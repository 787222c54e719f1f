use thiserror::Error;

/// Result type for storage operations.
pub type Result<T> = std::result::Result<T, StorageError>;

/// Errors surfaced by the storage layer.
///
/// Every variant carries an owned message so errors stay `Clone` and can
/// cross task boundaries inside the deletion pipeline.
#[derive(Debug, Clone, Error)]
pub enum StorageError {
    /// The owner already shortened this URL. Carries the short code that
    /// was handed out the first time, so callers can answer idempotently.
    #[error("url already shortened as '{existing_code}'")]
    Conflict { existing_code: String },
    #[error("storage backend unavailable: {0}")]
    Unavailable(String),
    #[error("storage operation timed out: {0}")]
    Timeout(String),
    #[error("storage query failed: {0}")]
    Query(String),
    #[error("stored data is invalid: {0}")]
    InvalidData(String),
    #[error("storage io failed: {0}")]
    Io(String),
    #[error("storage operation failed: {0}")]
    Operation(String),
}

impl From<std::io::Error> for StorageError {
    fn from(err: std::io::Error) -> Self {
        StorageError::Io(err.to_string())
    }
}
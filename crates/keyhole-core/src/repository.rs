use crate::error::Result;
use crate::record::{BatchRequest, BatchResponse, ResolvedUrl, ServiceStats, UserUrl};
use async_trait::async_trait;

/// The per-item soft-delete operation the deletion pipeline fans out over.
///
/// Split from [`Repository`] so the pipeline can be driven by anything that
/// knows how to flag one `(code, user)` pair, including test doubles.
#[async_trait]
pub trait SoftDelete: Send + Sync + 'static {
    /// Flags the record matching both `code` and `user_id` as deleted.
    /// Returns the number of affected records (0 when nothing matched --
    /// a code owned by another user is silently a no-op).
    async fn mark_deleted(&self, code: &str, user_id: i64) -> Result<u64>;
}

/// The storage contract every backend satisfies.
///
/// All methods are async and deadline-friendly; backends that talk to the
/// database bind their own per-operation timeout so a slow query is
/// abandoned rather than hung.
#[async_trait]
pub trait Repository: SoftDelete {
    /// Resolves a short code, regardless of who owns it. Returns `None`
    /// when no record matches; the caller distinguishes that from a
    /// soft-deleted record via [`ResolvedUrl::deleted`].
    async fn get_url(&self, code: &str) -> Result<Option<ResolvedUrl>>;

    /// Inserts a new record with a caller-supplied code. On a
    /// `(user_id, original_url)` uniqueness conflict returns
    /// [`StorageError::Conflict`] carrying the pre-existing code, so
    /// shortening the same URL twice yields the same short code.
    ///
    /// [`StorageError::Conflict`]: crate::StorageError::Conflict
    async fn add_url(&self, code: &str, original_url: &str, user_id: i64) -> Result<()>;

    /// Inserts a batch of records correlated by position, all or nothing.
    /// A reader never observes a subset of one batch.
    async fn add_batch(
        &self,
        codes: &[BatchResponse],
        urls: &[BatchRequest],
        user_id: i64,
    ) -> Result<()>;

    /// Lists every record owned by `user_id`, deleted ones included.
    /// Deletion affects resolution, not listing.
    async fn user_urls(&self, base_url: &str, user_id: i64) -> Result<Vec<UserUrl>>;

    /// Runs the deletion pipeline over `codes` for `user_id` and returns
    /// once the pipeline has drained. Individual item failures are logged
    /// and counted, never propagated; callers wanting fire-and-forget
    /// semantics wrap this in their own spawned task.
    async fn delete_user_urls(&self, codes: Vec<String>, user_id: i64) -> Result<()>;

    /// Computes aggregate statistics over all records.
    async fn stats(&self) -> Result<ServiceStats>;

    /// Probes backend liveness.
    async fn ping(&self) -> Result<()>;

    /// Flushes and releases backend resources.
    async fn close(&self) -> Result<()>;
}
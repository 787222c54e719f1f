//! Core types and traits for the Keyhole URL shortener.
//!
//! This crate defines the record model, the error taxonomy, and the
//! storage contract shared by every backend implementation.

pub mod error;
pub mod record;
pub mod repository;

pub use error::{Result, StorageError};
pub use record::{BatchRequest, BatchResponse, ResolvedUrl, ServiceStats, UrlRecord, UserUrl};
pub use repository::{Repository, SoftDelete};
========
Instructions to follow
Search the data for the string "Inserts" and copy out every line where it is found.

Solved exercise
    /// Inserts a new record with a caller-supplied code. On a
    /// Inserts a batch of records correlated by position, all or nothing.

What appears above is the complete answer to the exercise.